Go through the records and extract every line with the word "Invalid".

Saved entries
============

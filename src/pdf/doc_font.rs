//! Fonts of the input document, as needed to read text back out
//!
//! A `DocFont` turns the bytes of a string operand into character codes,
//! their Unicode text and their advance widths.

use std::collections::HashMap;

use lopdf::{Dictionary, Document, Object};

use super::cmap::ToUnicode;
use super::resources::{as_number, as_numbers, resolve, resolve_dict, stream_bytes};
use crate::fonts::encoding::{glyph_name_to_unicode, win_ansi_to_unicode};
use crate::fonts::standard::{lookup_base_font, StandardFont};

/// Width used when a font gives no width for a code
const DEFAULT_WIDTH: f32 = 500.0;

/// One decoded character code
#[derive(Debug, Clone, PartialEq)]
pub struct DecodedChar {
    pub code: u32,
    /// Unicode text, U+FFFD when the code cannot be mapped
    pub text: String,
    /// Advance width in 1/1000 text space units
    pub width: f32,
    /// Single-byte code 32, which word spacing applies to
    pub is_space: bool,
}

#[derive(Debug, Clone)]
enum Widths {
    Simple { first_char: u32, widths: Vec<f32> },
    Cid { widths: HashMap<u32, f32>, default: f32 },
    Missing,
}

/// A font dictionary from the input document
#[derive(Debug, Clone)]
pub struct DocFont {
    /// `/BaseFont` with any subset tag
    pub name: String,
    two_byte: bool,
    to_unicode: Option<ToUnicode>,
    /// Code to text from `/Encoding` for simple fonts
    encoding: Vec<Option<String>>,
    widths: Widths,
    standard: Option<StandardFont>,
    /// Glyph space to 1/1000 text space (Type3 font matrices)
    width_scale: f32,
    /// Ascender and descender in 1/1000 em
    pub ascent: f32,
    pub descent: f32,
}

impl Default for DocFont {
    fn default() -> Self {
        Self {
            name: String::new(),
            two_byte: false,
            to_unicode: None,
            encoding: win_ansi_table(),
            widths: Widths::Missing,
            standard: None,
            width_scale: 1.0,
            ascent: 800.0,
            descent: -200.0,
        }
    }
}

impl DocFont {
    /// Read a font dictionary
    pub fn load(doc: &Document, font: &Dictionary) -> Self {
        let name = match font.get(b"BaseFont") {
            Ok(Object::Name(n)) => String::from_utf8_lossy(n).into_owned(),
            _ => String::new(),
        };
        let subtype = match font.get(b"Subtype") {
            Ok(Object::Name(n)) => n.clone(),
            _ => Vec::new(),
        };
        let standard = lookup_base_font(&name);

        let to_unicode = font
            .get(b"ToUnicode")
            .ok()
            .and_then(|obj| match resolve(doc, obj) {
                Object::Stream(stream) => stream_bytes(stream).ok(),
                _ => None,
            })
            .map(|data| ToUnicode::parse(&data))
            .filter(|map| !map.is_empty());

        let mut result = DocFont {
            name,
            to_unicode,
            standard,
            ..DocFont::default()
        };

        if subtype == b"Type0" {
            result.two_byte = true;
            let descendant = font
                .get(b"DescendantFonts")
                .ok()
                .and_then(|obj| match resolve(doc, obj) {
                    Object::Array(arr) => arr.first(),
                    _ => None,
                })
                .and_then(|obj| resolve_dict(doc, obj));
            if let Some(cid_font) = descendant {
                result.widths = cid_widths(doc, cid_font);
                result.read_descriptor(doc, cid_font);
            }
            return result;
        }

        if let Ok(encoding) = font.get(b"Encoding") {
            result.encoding = simple_encoding(doc, encoding);
        }
        let widths = font.get(b"Widths").ok().map(|w| as_numbers(doc, w)).unwrap_or_default();
        if !widths.is_empty() {
            let first_char = font
                .get(b"FirstChar")
                .ok()
                .and_then(|o| as_number(doc, o))
                .unwrap_or(0.0) as u32;
            result.widths = Widths::Simple { first_char, widths };
        }
        if subtype == b"Type3" {
            let matrix = font.get(b"FontMatrix").ok().map(|m| as_numbers(doc, m)).unwrap_or_default();
            if let Some(&scale) = matrix.first() {
                result.width_scale = scale * 1000.0;
            }
        }
        result.read_descriptor(doc, font);
        result
    }

    fn read_descriptor(&mut self, doc: &Document, font: &Dictionary) {
        if let Some(standard) = self.standard {
            let (ascent, descent) = standard.ascent_descent();
            self.ascent = ascent as f32;
            self.descent = descent as f32;
        }
        let Some(descriptor) = font.get(b"FontDescriptor").ok().and_then(|d| resolve_dict(doc, d)) else {
            return;
        };
        let ascent = descriptor.get(b"Ascent").ok().and_then(|o| as_number(doc, o));
        let descent = descriptor.get(b"Descent").ok().and_then(|o| as_number(doc, o));
        // Some producers write zeros; keep the defaults then
        if let (Some(a), Some(d)) = (ascent, descent) {
            if a > d && a != 0.0 {
                self.ascent = a;
                self.descent = d.min(0.0);
            }
        }
    }

    /// Split string bytes into character codes and decode each
    pub fn decode(&self, bytes: &[u8]) -> Vec<DecodedChar> {
        if self.two_byte {
            bytes
                .chunks(2)
                .map(|pair| {
                    let code = match pair {
                        [hi, lo] => u16::from_be_bytes([*hi, *lo]) as u32,
                        [single] => *single as u32,
                        _ => 0,
                    };
                    self.decode_code(code, false)
                })
                .collect()
        } else {
            bytes.iter().map(|&b| self.decode_code(b as u32, b == b' ')).collect()
        }
    }

    fn decode_code(&self, code: u32, is_space: bool) -> DecodedChar {
        let text = self
            .to_unicode
            .as_ref()
            .and_then(|map| map.lookup(code).map(str::to_string))
            .or_else(|| {
                if self.two_byte {
                    None
                } else {
                    self.encoding.get(code as usize).cloned().flatten()
                }
            })
            .unwrap_or_else(|| "\u{FFFD}".to_string());
        DecodedChar {
            code,
            text,
            width: self.width(code),
            is_space,
        }
    }

    /// Advance width of a code in 1/1000 text space units
    pub fn width(&self, code: u32) -> f32 {
        let width = match &self.widths {
            Widths::Simple { first_char, widths } => code
                .checked_sub(*first_char)
                .and_then(|i| widths.get(i as usize).copied()),
            Widths::Cid { widths, default } => Some(widths.get(&code).copied().unwrap_or(*default)),
            Widths::Missing => None,
        };
        match width {
            Some(w) => w * self.width_scale,
            None => match self.standard {
                Some(standard) if code < 256 => standard.width(code as u8) as f32,
                _ => DEFAULT_WIDTH,
            },
        }
    }
}

fn win_ansi_table() -> Vec<Option<String>> {
    (0..=255u8).map(|b| win_ansi_to_unicode(b).map(String::from)).collect()
}

/// Code to text table for a simple font's `/Encoding`
fn simple_encoding(doc: &Document, encoding: &Object) -> Vec<Option<String>> {
    let mut table = win_ansi_table();
    let Some(dict) = resolve_dict(doc, encoding) else {
        return table;
    };
    let Ok(Object::Array(differences)) = dict.get(b"Differences").map(|d| resolve(doc, d)) else {
        return table;
    };
    let mut code = 0usize;
    for item in differences {
        match item {
            Object::Integer(i) => code = (*i).max(0) as usize,
            Object::Name(name) => {
                if code < table.len() {
                    let name = String::from_utf8_lossy(name);
                    table[code] = glyph_name_to_unicode(&name);
                }
                code += 1;
            }
            _ => {}
        }
    }
    table
}

/// `/W` and `/DW` of a CID font
fn cid_widths(doc: &Document, cid_font: &Dictionary) -> Widths {
    let default = cid_font
        .get(b"DW")
        .ok()
        .and_then(|o| as_number(doc, o))
        .unwrap_or(1000.0);
    let mut widths = HashMap::new();
    let items = match cid_font.get(b"W").map(|w| resolve(doc, w)) {
        Ok(Object::Array(arr)) => arr.as_slice(),
        _ => &[],
    };

    // Either `c [w1 w2 ...]` or `c_first c_last w`
    let mut i = 0;
    while i < items.len() {
        let Some(first) = as_number(doc, &items[i]) else { break };
        let first = first as u32;
        match items.get(i + 1).map(|o| resolve(doc, o)) {
            Some(Object::Array(list)) => {
                for (offset, w) in list.iter().filter_map(|o| as_number(doc, o)).enumerate() {
                    widths.insert(first + offset as u32, w);
                }
                i += 2;
            }
            Some(last) => {
                let last = as_number(doc, last).unwrap_or(first as f32) as u32;
                let w = items.get(i + 2).and_then(|o| as_number(doc, o)).unwrap_or(default);
                for cid in first..=last.max(first).min(first + 0xFFFF) {
                    widths.insert(cid, w);
                }
                i += 3;
            }
            None => break,
        }
    }
    Widths::Cid { widths, default }
}

#[cfg(test)]
mod tests {
    use super::*;
    use lopdf::{dictionary, Stream};

    #[test]
    fn test_standard_font_without_widths() {
        let doc = Document::with_version("1.5");
        let font = DocFont::load(&doc, &dictionary! {
            "Type" => "Font", "Subtype" => "Type1", "BaseFont" => "Helvetica",
        });
        let chars = font.decode(b"Hi ");
        assert_eq!(chars.len(), 3);
        assert_eq!(chars[0].text, "H");
        assert_eq!(chars[0].width, 722.0);
        assert!(chars[2].is_space);
        assert_eq!(font.ascent, 718.0);
    }

    #[test]
    fn test_widths_and_differences() {
        let doc = Document::with_version("1.5");
        let font = DocFont::load(&doc, &dictionary! {
            "Type" => "Font",
            "Subtype" => "Type1",
            "BaseFont" => "ABCDEF+Custom",
            "FirstChar" => 65,
            "Widths" => vec![600.into(), 610.into()],
            "Encoding" => dictionary! {
                "Differences" => vec![65.into(), Object::Name(b"quoteright".to_vec()), Object::Name(b"fi".to_vec())],
            },
        });
        let chars = font.decode(b"ABC");
        assert_eq!(chars[0].text, "\u{2019}");
        assert_eq!(chars[1].text, "fi");
        assert_eq!(chars[2].text, "C");
        assert_eq!(chars[0].width, 600.0);
        assert_eq!(chars[1].width, 610.0);
        assert_eq!(chars[2].width, DEFAULT_WIDTH);
    }

    #[test]
    fn test_type0_with_to_unicode_and_w() {
        let mut doc = Document::with_version("1.5");
        let cmap = doc.add_object(Stream::new(
            Dictionary::new(),
            b"beginbfchar\n<0024> <0041>\nendbfchar".to_vec(),
        ));
        let cid_font = doc.add_object(dictionary! {
            "Type" => "Font",
            "Subtype" => "CIDFontType2",
            "DW" => 900,
            "W" => vec![
                Object::Integer(36),
                Object::Array(vec![Object::Integer(650)]),
                Object::Integer(40),
                Object::Integer(42),
                Object::Integer(300),
            ],
        });
        let font = DocFont::load(&doc, &dictionary! {
            "Type" => "Font",
            "Subtype" => "Type0",
            "BaseFont" => "Foo",
            "Encoding" => "Identity-H",
            "DescendantFonts" => vec![cid_font.into()],
            "ToUnicode" => cmap,
        });
        let chars = font.decode(&[0x00, 0x24, 0x00, 0x29, 0x00, 0x50]);
        assert_eq!(chars.len(), 3);
        assert_eq!(chars[0].text, "A");
        assert_eq!(chars[0].width, 650.0);
        assert_eq!(chars[1].width, 300.0);
        assert_eq!(chars[2].width, 900.0);
        assert_eq!(chars[2].text, "\u{FFFD}");
        assert!(!chars[0].is_space);
    }
}
//! Chrome DevTools Protocol page driver.
//!
//! Attaches to a Chromium instance started with `--remote-debugging-port`,
//! takes over its first page target and drives it with `Runtime.evaluate`.
//! Located elements are kept in a page-side array so they can be referred to
//! by index across calls; a navigation clears that array.
//!
//! Navigations are detected by tagging the outgoing document with a token
//! and polling until a document without that token has finished loading.

use super::driver::{DriverError, ElementHandle, Page, WaitState};
use async_trait::async_trait;
use futures::{SinkExt, StreamExt};
use serde::Deserialize;
use serde_json::{json, Value};
use std::sync::atomic::{AtomicU64, Ordering};
use std::time::{Duration, Instant};
use tokio::net::TcpStream;
use tokio::sync::Mutex;
use tokio_tungstenite::{connect_async, tungstenite::Message, MaybeTlsStream, WebSocketStream};
use tracing::{debug, info};

type WsStream = WebSocketStream<MaybeTlsStream<TcpStream>>;

const HANDLES: &str = "(window.__jobscoutHandles = window.__jobscoutHandles || [])";
const DOCUMENT_TOKEN: &str = "window.__jobscoutDocument";
const STALE_MARKER: &str = "jobscout:stale-element";
const POLL_INTERVAL: Duration = Duration::from_millis(100);

#[derive(Debug, Deserialize)]
struct TargetInfo {
    #[serde(rename = "type")]
    target_type: String,
    #[serde(default)]
    url: String,
    #[serde(rename = "webSocketDebuggerUrl")]
    web_socket_debugger_url: Option<String>,
}

#[derive(Debug, Deserialize)]
struct CdpReply {
    id: Option<u64>,
    result: Option<Value>,
    error: Option<CdpErrorBody>,
}

#[derive(Debug, Deserialize)]
struct CdpErrorBody {
    message: String,
}

/// A browser page controlled over the DevTools websocket.
pub struct CdpPage {
    socket: Mutex<WsStream>,
    next_id: AtomicU64,
    command_timeout: Duration,
}

impl CdpPage {
    /// Attach to the running browser whose DevTools HTTP endpoint is `endpoint`
    /// (e.g. "http://localhost:9222").
    pub async fn attach(endpoint: &str, command_timeout: Duration) -> Result<Self, DriverError> {
        let endpoint = endpoint.trim_end_matches('/');
        let http = reqwest::Client::builder()
            .timeout(command_timeout)
            .build()
            .map_err(|e| DriverError::Connection(e.to_string()))?;

        let targets: Vec<TargetInfo> = http
            .get(format!("{}/json/list", endpoint))
            .send()
            .await
            .map_err(|e| {
                DriverError::Connection(format!(
                    "Could not reach DevTools at {} (is the browser running with --remote-debugging-port?): {}",
                    endpoint, e
                ))
            })?
            .json()
            .await
            .map_err(|e| DriverError::Protocol(format!("Invalid target list: {}", e)))?;

        let existing = targets
            .into_iter()
            .find(|t| t.target_type == "page" && t.web_socket_debugger_url.is_some());

        let target = match existing {
            Some(target) => target,
            None => {
                debug!("No page target open, creating one");
                http.put(format!("{}/json/new", endpoint))
                    .send()
                    .await
                    .map_err(|e| DriverError::Connection(e.to_string()))?
                    .json()
                    .await
                    .map_err(|e| DriverError::Protocol(format!("Invalid new target: {}", e)))?
            }
        };

        let ws_url = target
            .web_socket_debugger_url
            .ok_or_else(|| DriverError::Protocol("Page target has no debugger url".into()))?;

        let (socket, _) = connect_async(ws_url.as_str())
            .await
            .map_err(|e| DriverError::Connection(e.to_string()))?;

        info!("Attached to browser page: {}", target.url);

        let page = Self {
            socket: Mutex::new(socket),
            next_id: AtomicU64::new(1),
            command_timeout,
        };
        page.send("Page.enable", json!({})).await?;
        Ok(page)
    }

    async fn send(&self, method: &str, params: Value) -> Result<Value, DriverError> {
        let id = self.next_id.fetch_add(1, Ordering::Relaxed);
        let payload = json!({ "id": id, "method": method, "params": params });

        let mut socket = self.socket.lock().await;
        socket
            .send(Message::Text(payload.to_string().into()))
            .await
            .map_err(|e| DriverError::Connection(e.to_string()))?;

        let read_reply = async {
            while let Some(message) = socket.next().await {
                let message = message.map_err(|e| DriverError::Connection(e.to_string()))?;
                let text = match message {
                    Message::Text(text) => text,
                    Message::Close(_) => {
                        return Err(DriverError::Connection("DevTools socket closed".into()))
                    }
                    _ => continue,
                };
                let reply: CdpReply = serde_json::from_str(text.as_str())
                    .map_err(|e| DriverError::Protocol(e.to_string()))?;
                // Events and replies to other commands are skipped
                if reply.id != Some(id) {
                    continue;
                }
                if let Some(error) = reply.error {
                    return Err(DriverError::Protocol(format!("{}: {}", method, error.message)));
                }
                return Ok(reply.result.unwrap_or(Value::Null));
            }
            Err(DriverError::Connection("DevTools socket closed".into()))
        };

        tokio::time::timeout(self.command_timeout, read_reply)
            .await
            .map_err(|_| DriverError::Timeout {
                selector: method.to_string(),
                timeout: self.command_timeout,
            })?
    }

    async fn evaluate(&self, expression: String) -> Result<Value, DriverError> {
        let result = self
            .send(
                "Runtime.evaluate",
                json!({ "expression": expression, "returnByValue": true }),
            )
            .await?;

        if let Some(details) = result.get("exceptionDetails") {
            let description = details
                .pointer("/exception/description")
                .and_then(Value::as_str)
                .or_else(|| details.get("text").and_then(Value::as_str))
                .unwrap_or("unknown script error");
            if description.contains(STALE_MARKER) {
                return Err(DriverError::StaleElement);
            }
            return Err(DriverError::Script(description.to_string()));
        }

        Ok(result.pointer("/result/value").cloned().unwrap_or(Value::Null))
    }

    async fn evaluate_on(&self, element: ElementHandle, body: &str) -> Result<Value, DriverError> {
        self.evaluate(element_script(element, body)).await
    }

    /// Tag the current document so its replacement can be told apart.
    async fn mark_document(&self) -> Result<u64, DriverError> {
        let token = self.next_id.fetch_add(1, Ordering::Relaxed);
        self.evaluate(mark_document_script(token)).await?;
        Ok(token)
    }

    async fn wait_for_new_document(
        &self,
        token: u64,
        what: &str,
        timeout: Duration,
    ) -> Result<(), DriverError> {
        let started = Instant::now();
        loop {
            match self.evaluate(document_replaced_script(token)).await {
                Ok(value) if value.as_bool() == Some(true) => return Ok(()),
                Ok(_) => {}
                // The execution context goes away while the new document commits
                Err(DriverError::Protocol(e)) | Err(DriverError::Script(e)) => {
                    debug!("Still waiting for {}: {}", what, e)
                }
                Err(e) => return Err(e),
            }
            if started.elapsed() >= timeout {
                return Err(DriverError::Timeout {
                    selector: what.to_string(),
                    timeout,
                });
            }
            tokio::time::sleep(POLL_INTERVAL).await;
        }
    }

    async fn find(
        &self,
        scope: Option<ElementHandle>,
        selector: &str,
        require_visible: bool,
    ) -> Result<Option<ElementHandle>, DriverError> {
        let filter = if require_visible {
            format!(
                "const el = Array.from(root.querySelectorAll({sel})).find({vis});",
                sel = js_string(selector),
                vis = IS_VISIBLE
            )
        } else {
            format!("const el = root.querySelector({});", js_string(selector))
        };
        let body = format!(
            "{} if (!el) return null; handles.push(el); return handles.length - 1;",
            filter
        );
        let value = self.evaluate(scoped_script(scope, &body)).await?;
        Ok(value.as_u64().map(ElementHandle))
    }

    async fn find_all(
        &self,
        scope: Option<ElementHandle>,
        selector: &str,
    ) -> Result<Vec<ElementHandle>, DriverError> {
        let body = format!(
            "return Array.from(root.querySelectorAll({})).map(el => {{ handles.push(el); return handles.length - 1; }});",
            js_string(selector)
        );
        let value = self.evaluate(scoped_script(scope, &body)).await?;
        let handles = value
            .as_array()
            .map(|items| items.iter().filter_map(Value::as_u64).map(ElementHandle).collect())
            .unwrap_or_default();
        Ok(handles)
    }
}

============

Solution to this problem:
            .map_err(|e| DriverError::Protocol(format!("Invalid target list: {}", e)))?;
                    .map_err(|e| DriverError::Protocol(format!("Invalid new target: {}", e)))?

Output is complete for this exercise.